#### Task prompt:
For this exercise, reproduce the entries below exactly, but only from the line containing "(byte as u32) << 24" through the line containing "assert_eq!(tx_word(0xA5), 0xA500_0000);", both included.
*** Data excerpts ***
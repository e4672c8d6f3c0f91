//! PIO helpers for the SPI follower
//!
//! The follower program waits for chip select, then for each bit waits
//! for the launch edge, shifts one bit out on MISO, waits for the sample
//! edge and shifts one bit in from MOSI. Autopull and autopush at 8 bits
//! move whole bytes through the FIFOs.
//!
//! Input pins are mapped consecutively from MOSI:
//!
//! ```text
//!   in_base + 0   MOSI
//!   in_base + 1   SCK
//!   in_base + 2   CS (active low)
//! ```

use tandem_hal::Mode;

/// System clock frequency (RP2040 default)
pub const SYS_CLK_HZ: u32 = 125_000_000;

/// State machine cycles the follower needs per bus clock period
///
/// Each bit costs four instructions plus the wait latency on both edges.
pub const MIN_OVERSAMPLE: u32 = 8;

/// Fastest bus clock the follower can keep up with
pub const MAX_BUS_FREQ_HZ: u32 = SYS_CLK_HZ / MIN_OVERSAMPLE;

/// Clock edge on which MOSI is sampled
#[derive(Debug, Clone, Copy, PartialEq, Eq)]
#[cfg_attr(feature = "defmt", derive(defmt::Format))]
pub enum SampleEdge {
    /// Modes 0 and 3
    Rising,
    /// Modes 1 and 2
    Falling,
}

/// Which edge a given SPI mode samples on
pub fn sample_edge(mode: Mode) -> SampleEdge {
    match mode {
        Mode::Mode0 | Mode::Mode3 => SampleEdge::Rising,
        Mode::Mode1 | Mode::Mode2 => SampleEdge::Falling,
    }
}

/// True if the follower can track a bus clocked at `freq_hz`
pub fn supports_frequency(freq_hz: u32) -> bool {
    freq_hz > 0 && freq_hz <= MAX_BUS_FREQ_HZ
}

/// TX FIFO word for one byte
///
/// The output shift register shifts left, so the byte sits in the top
/// eight bits and leaves MSB first.
pub fn tx_word(byte: u8) -> u32 {
    (byte as u32) << 24
}

/// Byte from one RX FIFO word
///
/// The input shift register shifts left and autopushes after 8 bits, so
/// the byte is in the low eight bits.
pub fn rx_byte(word: u32) -> u8 {
    word as u8
}

#[cfg(test)]
mod tests {
    use super::*;

    #[test]
    fn test_sample_edge() {
        assert_eq!(sample_edge(Mode::Mode0), SampleEdge::Rising);
        assert_eq!(sample_edge(Mode::Mode3), SampleEdge::Rising);
        assert_eq!(sample_edge(Mode::Mode1), SampleEdge::Falling);
        assert_eq!(sample_edge(Mode::Mode2), SampleEdge::Falling);
    }

    #[test]
    fn test_supported_frequencies() {
        assert!(supports_frequency(1_000_000));
        assert!(supports_frequency(MAX_BUS_FREQ_HZ));
        assert!(!supports_frequency(MAX_BUS_FREQ_HZ + 1));
        assert!(!supports_frequency(0));
    }

    #[test]
    fn test_word_packing() {
        assert_eq!(tx_word(0xA5), 0xA500_0000);
        assert_eq!(rx_byte(0x0000_01A5), 0xA5);
    }
}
*** End of Data excerpts ***
#### Task result:
    (byte as u32) << 24
}

/// Byte from one RX FIFO word
///
/// The input shift register shifts left and autopushes after 8 bits, so
/// the byte is in the low eight bits.
pub fn rx_byte(word: u32) -> u8 {
    word as u8
}

#[cfg(test)]
mod tests {
    use super::*;

    #[test]
    fn test_sample_edge() {
        assert_eq!(sample_edge(Mode::Mode0), SampleEdge::Rising);
        assert_eq!(sample_edge(Mode::Mode3), SampleEdge::Rising);
        assert_eq!(sample_edge(Mode::Mode1), SampleEdge::Falling);
        assert_eq!(sample_edge(Mode::Mode2), SampleEdge::Falling);
    }

    #[test]
    fn test_supported_frequencies() {
        assert!(supports_frequency(1_000_000));
        assert!(supports_frequency(MAX_BUS_FREQ_HZ));
        assert!(!supports_frequency(MAX_BUS_FREQ_HZ + 1));
        assert!(!supports_frequency(0));
    }

    #[test]
    fn test_word_packing() {
        assert_eq!(tx_word(0xA5), 0xA500_0000);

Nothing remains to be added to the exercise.